Drought in the American West threatens Colorado and the Hoover Dam

LAKE MEAD | Millions of liters of water carried by the Colorado River pass through the turbines of the Hoover Dam near Las Vegas every day, generating electricity for hundreds of thousands of American homes.

Drought in the American West threatens Colorado and the Hoover Dam

LAKE MEAD | Millions of liters of water carried by the Colorado River pass through the turbines of the Hoover Dam near Las Vegas every day, generating electricity for hundreds of thousands of American homes.

But the chronic drought that has affected the western United States for years has reduced the volume of the reservoir so much that the hydroelectric plant may soon no longer be operational.

“We are in the 23rd year of drought here in the Colorado River basin, and Lake Mead has fallen to 28%” of its capacity, explains Patti Aaron, of the Bureau of Reclamation, the federal agency which manages the dam.

"There is no longer as much pressure to push the water through the turbines, so the efficiency drops and we are not able to produce as much energy," she continues.

At the time of its construction, the Hoover Dam was a symbol of American ambitions and the craftsmanship of its engineers. Launched in 1931, in the midst of the economic crisis, the work had mobilized thousands of workers sweating 24 hours a day to erect what was then the largest hydroelectric dam in the world.

The work dams the Colorado River, giving rise to Lake Mead, which remains to this day the largest reservoir in the United States.

At its highest, the lake reached an altitude of 365 meters above sea level. But after more than twenty years of drought, it is now at 320 meters, its lowest level since filling.

The lake is currently losing about a foot every week. If it drops below 289 meters, the dam gates will no longer be submerged and the turbines will stop.

“We are working very hard to make sure that doesn't happen,” Ms. Aaron points out.

Melt of ice

The Colorado River originates in the Rocky Mountains and meanders more than 2,300 km through Colorado, Utah, Arizona, Nevada, California and then northern Mexico where it empties -- increasingly more painfully-- into the sea.

It is mainly fed by snowfall which accumulates during the winter at high altitudes, before gradually melting during the warm months.

But under the effect of climate change, precipitation is decreasing and the snow is melting faster, depriving the river of some of its resources, which supplies water to tens of millions of people and many farms.
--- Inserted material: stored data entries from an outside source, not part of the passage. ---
//! Local executor.
//!
//! Runs commands through `sh -c` on the current host without any network
//! transport. Useful for demos, CI, and managing a device the process runs
//! on directly.

use std::process::Stdio;
use std::time::{Duration, Instant};

use async_trait::async_trait;
use tokio::process::Command;
use tracing::debug;

use super::{CommandResult, CommandStatus, Executor, ExecutorError, ExecutorResult};

/// Executes commands on the local host via `sh -c`.
#[derive(Debug, Clone)]
pub struct LocalExecutor {
    identifier: String,
}

impl Default for LocalExecutor {
    fn default() -> Self {
        Self::new()
    }
}

impl LocalExecutor {
    /// Creates a new local executor.
    pub fn new() -> Self {
        Self {
            identifier: "localhost".to_string(),
        }
    }

    /// Creates a local executor with a custom identifier for logging.
    pub fn with_identifier(identifier: impl Into<String>) -> Self {
        Self {
            identifier: identifier.into(),
        }
    }
}

#[async_trait]
impl Executor for LocalExecutor {
    async fn execute(&self, command: &str, timeout: Duration) -> ExecutorResult<CommandResult> {
        let start = Instant::now();
        debug!(command, "executing local command");

        let child = Command::new("sh")
            .arg("-c")
            .arg(command)
            .stdin(Stdio::null())
            .stdout(Stdio::piped())
            .stderr(Stdio::piped())
            .kill_on_drop(true)
            .spawn()
            .map_err(|e| ExecutorError::Launch {
                command: command.to_string(),
                message: e.to_string(),
            })?;

        let output = match tokio::time::timeout(timeout, child.wait_with_output()).await {
            Ok(result) => result?,
            Err(_) => {
                return Err(ExecutorError::Timeout {
                    command: command.to_string(),
                    timeout_secs: timeout.as_secs(),
                })
            }
        };

        let exit_code = output.status.code().unwrap_or(-1);
        let stdout = String::from_utf8_lossy(&output.stdout)
            .trim_end()
            .to_string();
        let stderr = String::from_utf8_lossy(&output.stderr)
            .trim_end()
            .to_string();

        let status = if exit_code == 0 {
            CommandStatus::Success
        } else {
            CommandStatus::Failed
        };

        Ok(CommandResult {
            status,
            stdout,
            stderr,
            exit_code,
            command: command.to_string(),
            execution_time: start.elapsed(),
            retry_count: 0,
        })
    }

    fn name(&self) -> &str {
        &self.identifier
    }
}

#[cfg(test)]
mod tests {
    use super::*;

    #[tokio::test]
    async fn test_local_execute_success() {
        let executor = LocalExecutor::new();
        let result = executor
            .execute("echo hello", Duration::from_secs(5))
            .await
            .unwrap();
        assert!(result.is_success());
        assert_eq!(result.stdout, "hello");
        assert_eq!(result.exit_code, 0);
    }

    #[tokio::test]
    async fn test_local_execute_nonzero_exit_is_failed_result() {
        let executor = LocalExecutor::new();
        let result = executor
            .execute("exit 3", Duration::from_secs(5))
            .await
            .unwrap();
        assert_eq!(result.status, CommandStatus::Failed);
        assert_eq!(result.exit_code, 3);
    }

    #[tokio::test]
    async fn test_local_execute_timeout() {
        let executor = LocalExecutor::new();
        let err = executor
            .execute("sleep 5", Duration::from_millis(50))
            .await
            .unwrap_err();
        assert!(matches!(err, ExecutorError::Timeout { .. }));
    }
}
Boaters on Lake Mead, many from Las Vegas and surrounding towns, say they are doing their best to preserve the water.

They cite the succulents with which they have replaced their lawns and the great efforts made in desert cities to recycle water in homes.

“But you have farmers in California growing almonds for export,” grumbles Kameron Wells, who lives in nearby Henderson, Nevada.

In Southern California, millions of homes are now forced to limit garden watering to just one or two days a week.

But in the Nevada desert, huge mansions continue to be built at the gates of Las Vegas and green golf courses seem to emerge from the arid and dusty landscape.

"Out of sight out of mind"

For Stephanie McAfee, a climatologist at the University of Nevada in Reno, the American West has always had this improbable side. "The average rainfall in Las Vegas is about ten centimeters a year," she told AFP.

"For large cities like Las Vegas, Phoenix or Los Angeles to exist, we use the water that falls in the form of snow in western regions that are much wetter" and remote, adds the scientist.

The past two decades of drought are not all that rare on a climatic scale, according to her. But “what is happening now is that we have drought and temperatures that are much warmer, and when the temperatures are high, everything dries up more quickly”.

“It is the consequence of climate change fueled by greenhouse gas emissions from human activities.”

On Lake Mead, Jason Davis, a boat salesman, maneuvers his boat in the direction of the titanic Hoover Dam, on the sides of which rings formed by mineral deposits bear witness to the level that the water reached a few years ago.

For him, the work is not so much an electricity generator as a landscape that must be protected.

“People who didn't come can't realize. It's "out of sight, out of mind". But we use too much water,” he says. “Until you see these rings, you cannot understand” the problem.